Nach Hilfskonvoi für Madaja in Syrien

Der Hungertod droht auch andernorts

In Madaja ist Hilfe angekommen. Die UN und andere Organisationen warnen jedoch vor Hungertoten in weiteren Orten und Regionen.

Ein Auto steht auf einer Straße für Madaja, darum herum stehen Menschen

Hilfe für Madaja: ein Konvoi des Roten Kreuzes, des Roten Halbmondes und der UN. Foto: ICRC/ap

GENF taz | Die Vereinten Nationen, Medecins sans Frontieres (MsF, Ärzte ohne Grenzen) und andere humanitäre Organisationen haben am Dienstag den sofortigen und bedingungslosen Zugang zu über 4,5 Millionen hilfsbedürftigen – und zum Teil vom Hungertod bedrohten – Menschen in 15 belagerten Städten und Regionen Syriens gefordert.

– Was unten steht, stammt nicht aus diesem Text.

use crate::delta_file::{DeltaFile, DeltaFileStage};
use crate::DomainError;
use chrono::{DateTime, Utc};
use dashmap::DashMap;
use uuid::Uuid;

/// Resultado de una escritura con control optimista.
#[derive(Debug, Clone, Copy, PartialEq, Eq)]
pub enum PersistResult {
    Ok { new_version: i64 },
    /// La versión almacenada no coincide con la esperada: otro escritor
    /// ganó. El llamador debe releer y reaplicar.
    Conflict,
}

/// Criterios de consulta usados por el requeue y el runner de retención.
/// Los campos en `None` (o vacíos) no filtran.
#[derive(Debug, Clone, Default, PartialEq)]
pub struct DeltaFileCriteria {
    pub stages: Vec<DeltaFileStage>,
    /// Filtro por flujo de ingreso (`data_source`).
    pub data_source: Option<String>,
    pub created_after: Option<DateTime<Utc>>,
    pub created_before: Option<DateTime<Utc>>,
    pub modified_before: Option<DateTime<Utc>>,
    /// Alguna acción QUEUED o IN_FLIGHT sin cambios desde antes de este
    /// instante (ver `DeltaFile::oldest_active_modified`).
    pub active_modified_before: Option<DateTime<Utc>>,
    pub terminal_before: Option<DateTime<Utc>>,
    pub content_deleted: Option<bool>,
    pub content_purged: Option<bool>,
    pub error_acknowledged: Option<bool>,
    pub min_bytes: Option<u64>,
    pub limit: Option<usize>,
}

impl DeltaFileCriteria {
    /// Evalúa los criterios sobre un DeltaFile ya cargado.
    pub fn matches(&self, df: &DeltaFile) -> bool {
        if !self.stages.is_empty() && !self.stages.contains(&df.stage) {
            return false;
        }
        if let Some(ds) = &self.data_source {
            if &df.data_source != ds {
                return false;
            }
        }
        if self.created_after.is_some_and(|t| df.created <= t) {
            return false;
        }
        if self.created_before.is_some_and(|t| df.created >= t) {
            return false;
        }
        if self.modified_before.is_some_and(|t| df.modified >= t) {
            return false;
        }
        if let Some(t) = self.active_modified_before {
            match df.oldest_active_modified() {
                Some(at) if at < t => {}
                _ => return false,
            }
        }
        if let Some(t) = self.terminal_before {
            match df.terminal_at {
                Some(at) if at < t => {}
                _ => return false,
            }
        }
        if self.content_deleted.is_some_and(|d| d != df.content_deleted.is_some()) {
            return false;
        }
        if self.content_purged.is_some_and(|p| p != df.content_purged) {
            return false;
        }
        if self.error_acknowledged.is_some_and(|a| a != df.error_acknowledged.is_some()) {
            return false;
        }
        if self.min_bytes.is_some_and(|m| df.total_bytes < m) {
            return false;
        }
        true
    }
}

/// Contrato del almacén de DeltaFiles. Es la única fuente de verdad y el
/// árbitro de conflictos de escritura (por versión).
pub trait DeltaFileRepository: Send + Sync {
    fn find(&self, did: &Uuid) -> Result<Option<DeltaFile>, DomainError>;

    /// Inserta un DeltaFile nuevo con versión 0. Falla si el did ya existe.
    fn insert(&self, delta_file: &DeltaFile) -> Result<i64, DomainError>;

    /// Guarda si la versión almacenada es `expected_version`; la nueva
    /// versión es `expected_version + 1`.
    fn save(&self, delta_file: &DeltaFile, expected_version: i64) -> Result<PersistResult, DomainError>;

    /// DeltaFiles que cumplen los criterios, del menos al más recientemente
    /// modificado, acotados por `criteria.limit`.
    fn query(&self, criteria: &DeltaFileCriteria) -> Result<Vec<DeltaFile>, DomainError>;

    /// Elimina el registro. Devuelve `false` si no existía.
    fn delete(&self, did: &Uuid) -> Result<bool, DomainError>;

    fn count(&self) -> Result<usize, DomainError>;
}

/// Repositorio en memoria sobre `DashMap`. La comparación de versión y el
/// reemplazo ocurren con el shard bloqueado, así que `save` es atómico.
#[derive(Debug, Default)]
pub struct InMemoryDeltaFileRepository {
    files: DashMap<Uuid, DeltaFile>,
}

impl InMemoryDeltaFileRepository {
    pub fn new() -> Self {
        Self::default()
    }
}

impl DeltaFileRepository for InMemoryDeltaFileRepository {
    fn find(&self, did: &Uuid) -> Result<Option<DeltaFile>, DomainError> {
        Ok(self.files.get(did).map(|r| r.value().clone()))
    }

    fn insert(&self, delta_file: &DeltaFile) -> Result<i64, DomainError> {
        match self.files.entry(delta_file.did) {
            dashmap::mapref::entry::Entry::Occupied(_) => {
                Err(DomainError::ValidationError(format!("el DeltaFile {} ya existe", delta_file.did)))
            }
            dashmap::mapref::entry::Entry::Vacant(v) => {
                let mut stored = delta_file.clone();
                stored.version = 0;
                v.insert(stored);
                Ok(0)
            }
        }
    }

    fn save(&self, delta_file: &DeltaFile, expected_version: i64) -> Result<PersistResult, DomainError> {
        let mut current = self.files
                              .get_mut(&delta_file.did)
                              .ok_or_else(|| DomainError::ValidationError(format!("el DeltaFile {} no existe",
                                                                                  delta_file.did)))?;
        if current.version != expected_version {
            return Ok(PersistResult::Conflict);
        }
        let new_version = expected_version.saturating_add(1);
        let mut stored = delta_file.clone();
        stored.version = new_version;
        *current = stored;
        Ok(PersistResult::Ok { new_version })
    }

    fn query(&self, criteria: &DeltaFileCriteria) -> Result<Vec<DeltaFile>, DomainError> {
        let mut out: Vec<DeltaFile> = self.files
                                          .iter()
                                          .filter(|r| criteria.matches(r.value()))
                                          .map(|r| r.value().clone())
                                          .collect();
        out.sort_by(|a, b| a.modified.cmp(&b.modified));
        if let Some(limit) = criteria.limit {
            out.truncate(limit);
        }
        Ok(out)
    }

    fn delete(&self, did: &Uuid) -> Result<bool, DomainError> {
        Ok(self.files.remove(did).is_some())
    }

    fn count(&self) -> Result<usize, DomainError> {
        Ok(self.files.len())
    }
}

Am Tag zuvor hatten knapp 50 Lastwagen mit Lebensmitteln, Medizin und anderen Hilfsgütern die Stadt Madaja erreicht, die seit Anfang letzten Jahres von syrischen Regierungstruppen abgeriegelt wird.

„Alle Kriegsparteien müssen endlich ihre völkerrechtliche Verpflichtung erfüllen und an jedem Ort in Syrien dauerhaft die uneingeschränkte humanitäre Versorgung der Bevölkerung zulassen“, erklärte Florian Westphal, Geschäftsfüher der deutschen Sektion Ärzte ohne Grenzen im Gespräch mit der taz.

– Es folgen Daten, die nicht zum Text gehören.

use flow::{ActionSpec, ActionType, FlowDefinitionSource, FlowGraphCache, InMemoryFlowSource, JsonFileFlowSource,
           RefreshOutcome};
use std::sync::Arc;

fn simple(name: &str, class: &str) -> flow::FlowDefinition {
    flow::FlowDefinition::new(name, vec![ActionSpec::new("Transform", class, ActionType::Transform)])
}

#[test]
fn refresh_swaps_snapshot_only_on_change() {
    let source = InMemoryFlowSource::new(vec![simple("one", "org.deltafi.One")]);
    let cache = FlowGraphCache::load(&source).expect("load");
    let before = cache.snapshot();

    assert_eq!(cache.refresh(&source).expect("refresh"), RefreshOutcome::Unchanged);
    assert!(Arc::ptr_eq(&before, &cache.snapshot()));

    source.upsert(simple("two", "org.deltafi.Two")).expect("upsert");
    match cache.refresh(&source).expect("refresh") {
        RefreshOutcome::Swapped { retired_action_classes, .. } => assert!(retired_action_classes.is_empty()),
        other => panic!("expected swap, got {:?}", other),
    }
    // el snapshot viejo sigue siendo legible por quien lo tomó
    assert_eq!(before.len(), 1);
    assert_eq!(cache.snapshot().len(), 2);
}

#[test]
fn stopping_a_flow_retires_its_action_class() {
    let source = InMemoryFlowSource::new(vec![simple("one", "org.deltafi.One"), simple("two", "org.deltafi.Shared"),
                                              simple("three", "org.deltafi.Shared")]);
    let cache = FlowGraphCache::load(&source).expect("load");

    source.set_running("one", false).expect("stop one");
    source.set_running("two", false).expect("stop two");
    match cache.refresh(&source).expect("refresh") {
        RefreshOutcome::Swapped { retired_action_classes, .. } => {
            // Shared sigue en uso por "three"
            assert_eq!(retired_action_classes, vec!["org.deltafi.One".to_string()]);
        }
        other => panic!("expected swap, got {:?}", other),
    }
    assert!(!cache.snapshot().is_running("one"));
}

#[test]
fn invalid_refresh_keeps_previous_snapshot() {
    let source = InMemoryFlowSource::new(vec![simple("one", "org.deltafi.One")]);
    let cache = FlowGraphCache::load(&source).expect("load");
    let version = cache.snapshot().version().to_string();

    source.upsert(flow::FlowDefinition::new("broken", vec![])).expect("upsert");
    assert!(cache.refresh(&source).is_err());
    assert_eq!(cache.snapshot().version(), version);
}

#[test]
fn json_file_source_reads_definitions() {
    let path = std::env::temp_dir().join(format!("flows_{}.json", std::process::id()));
    let defs = vec![simple("file-flow", "org.deltafi.File")];
    std::fs::write(&path, serde_json::to_string(&defs).expect("serialize")).expect("write");

    let source = JsonFileFlowSource::new(&path);
    let loaded = source.load_definitions().expect("load");
    assert_eq!(loaded, defs);

    std::fs::remove_file(&path).ok();
    assert!(source.load_definitions().is_err());
}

Nach Feststellung der Organisation, die mit dem lokalen Gesundheitszentrum in Madaja zusammenarbeitet, sind in der Stadt bis letzten Sonntag bereits mindestens 28 Menschen verhungert.

Über 500.000 Menschen in 15 Städten und Regionen brauchen dringend Hilfe

Oxfam, Care, Handicap Internationale und fünf weitere in der Region tätige Hilfswerke sprechen in einer am Dienstag veröffentlichten gemeinsamen Erklärung von weiteren sieben Toten, die mangels ausreichender medizinischer Versorgung gestorben sind.

Laut dem UNO-Hochkommissariat für Flüchtlinge (UNHCR) in Genf sollen in den kommenden Tagen noch zwei weitere Hilfskonvois überlebenswichtige humanitäre Güter nach Madaja bringen. Die Hilfsgüter sollen für ein bis zwei Monate reichen. Eine Erlaubnis für darüber hinausgehende Lieferungen hat die syrische Regierung bislang nicht erteilt.

Die am Montag erfolgten Hilfslieferungen nach Madaja hatte Damaskus von der gleichzeitigen Versorgung der beiden von Rebellengruppen belagerten Städten Fua und Kafraja abhängig gemacht. Hier trafen am Montag laut dem Roten Kreuz ebenfalls Hilfsgüter für die insgesamt rund 20.000 EinwohnerInnen ein.

Der UNO-Koordinater für humanitäre Nothilfe (Ocha), Stephen O ’Brien, erklärte vor dem UNO-Sicherheitsrat, die am Montag erfolgte Hilfslieferung nach Madaja reiche nicht aus. Zudem müssten 400 Menschen, die dringende medizinische Versorgung benötigen, aus der Stadt evakuiert werden.

Nach Übersicht von Ocha und Ärzte ohne Grenzen brauchen über 500.000 Menschen in 15 Städten und Regionen des Landes, die entweder von Regierungstruppen oder bewaffneten Oppositionsmilizen belagert und völlig abgeriegelt sind, dringende Überlebenshilfe. Sie seien akut vom Hungertod bedroht. Darüber hinaus können über 4 Millionen Menschen in Städten und Regionen, zu denen der Zugang durch die eine oder andere Kriegspartei zumindest behindert und eingeschränkt wird, nicht ausreichend humanitär versorgt werden.

Syriens UN-Botschafter Baschar Dschaafari behauptete vor dem Sicherheitsrat dagegen, es gebe keine hungerleidenden Menschen in Madaja. Diese Berichte seien „erfunden“ und „Lügen arabischer Fernsehsender. Es gebe allerdings „das Problem, dass Terroristen Hilfslieferungen stehlen“ würden.

 

Seit Anfang 2011 währt der Konflikt zwischen Assad und Oppositionellen in Syrien. Mit dem Auftauchen der IS-Milizen begann ein Krieg in der ganzen Region.